▶ **What the task requires**
Extract each line from the entries below that has the string "Some" in it.

Records excerpted from a collection
============================================================

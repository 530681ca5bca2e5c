//! One-shot marks against a store whose writes fail.

mod common;

use chrono::Duration;
use common::{config, goal, kickoff, FlakyStore, ScriptedProvider, PARTITION};
use fixture_sync::domain::Entity;
use fixture_sync::engine::{Action, PollScheduler};
use fixture_sync::retry::Backoff;
use std::sync::Arc;

fn seeded() -> Arc<FlakyStore> {
    let store = Arc::new(FlakyStore::new());
    store
        .inner
        .insert_entity(Entity::scheduled(1, PARTITION, kickoff(), kickoff() - Duration::days(1)));
    store
}

fn scheduler(
    store: &Arc<FlakyStore>,
    provider: &Arc<ScriptedProvider>,
) -> PollScheduler<FlakyStore> {
    PollScheduler::new(Arc::clone(store), provider.clone(), &config())
        .with_store_backoff(Backoff::new(1, 1))
}

#[tokio::test]
async fn test_transient_write_failure_is_retried_then_marked() {
    let store = seeded();
    let provider = Arc::new(ScriptedProvider::new());
    provider.set_phase(1, "P1");
    provider.set_occurrences(1, vec![goal("P1", 4, 10, "A. Scorer", &[])]);
    let scheduler = scheduler(&store, &provider);

    store.fail_entities(2, true);
    let now = kickoff() + Duration::minutes(1);
    let report = scheduler.tick_at(now).await.unwrap();

    assert!(report.failed_entities.is_empty());
    assert_eq!(report.fired(1, Action::Start), 1);
    assert_eq!(report.fired(1, Action::LivePoll), 1);
    // Two pool timeouts, then the write lands; the provider is not asked again
    assert_eq!(store.entity_attempts(), 3);
    assert_eq!(provider.entity_calls(1), 1);

    let poll = store.inner.poll_state(1).unwrap();
    assert_eq!(poll.start_called_at, Some(now));
    assert_eq!(store.inner.records_of(1).len(), 1);
}

#[tokio::test]
async fn test_retries_exhausted_leave_flag_unset() {
    let store = seeded();
    let provider = Arc::new(ScriptedProvider::new());
    provider.set_phase(1, "P1");
    let scheduler = scheduler(&store, &provider);

    store.fail_entities(3, true);
    let now = kickoff() + Duration::minutes(1);
    let report = scheduler.tick_at(now).await.unwrap();

    assert_eq!(report.failed_entities, vec![1]);
    assert_eq!(store.entity_attempts(), 3);
    assert!(store.inner.poll_state(1).unwrap().start_called_at.is_none());
}

#[tokio::test]
async fn test_permanent_write_failure_leaves_flags_unset_until_later_tick() {
    let store = seeded();
    let provider = Arc::new(ScriptedProvider::new());
    provider.set_phase(1, "NS");
    let scheduler = scheduler(&store, &provider);

    store.fail_entities(1, false);
    let first = kickoff() - Duration::minutes(30);
    let report = scheduler.tick_at(first).await.unwrap();

    assert_eq!(report.failed_entities, vec![1]);
    assert_eq!(report.fired(1, Action::Pre), 0);
    // Not transient: no second attempt within the tick
    assert_eq!(store.entity_attempts(), 1);
    let poll = store.inner.poll_state(1).unwrap();
    assert!(poll.pre_called_at.is_none());
    assert!(poll.start_called_at.is_none());

    let later = first + Duration::seconds(10);
    let report = scheduler.tick_at(later).await.unwrap();
    assert_eq!(report.fired(1, Action::Pre), 1);
    assert_eq!(store.inner.poll_state(1).unwrap().pre_called_at, Some(later));
}

#[tokio::test]
async fn test_failed_record_write_defers_live_poll() {
    let store = seeded();
    let provider = Arc::new(ScriptedProvider::new());
    provider.set_phase(1, "P1");
    let scheduler = scheduler(&store, &provider);
    let started = kickoff() + Duration::minutes(1);
    scheduler.tick_at(started).await.unwrap();

    provider.set_occurrences(1, vec![goal("P1", 4, 10, "A. Scorer", &[])]);
    store.fail_records(1, false);
    let failed_at = started + Duration::seconds(20);
    let report = scheduler.tick_at(failed_at).await.unwrap();

    assert_eq!(report.failed_entities, vec![1]);
    assert!(store.inner.records_of(1).is_empty());
    let poll = store.inner.poll_state(1).unwrap();
    assert_eq!(poll.next_live_poll_at, Some(failed_at + Duration::seconds(5)));

    let retry = failed_at + Duration::seconds(5);
    let report = scheduler.tick_at(retry).await.unwrap();
    assert_eq!(report.fired(1, Action::LivePoll), 1);
    assert_eq!(store.inner.records_of(1).len(), 1);
    assert_eq!(store.record_attempts(), 2);
}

============================================================

▶ **Expected answer**
    assert_eq!(poll.start_called_at, Some(now));
    assert_eq!(store.inner.poll_state(1).unwrap().pre_called_at, Some(later));
    assert_eq!(poll.next_live_poll_at, Some(failed_at + Duration::seconds(5)));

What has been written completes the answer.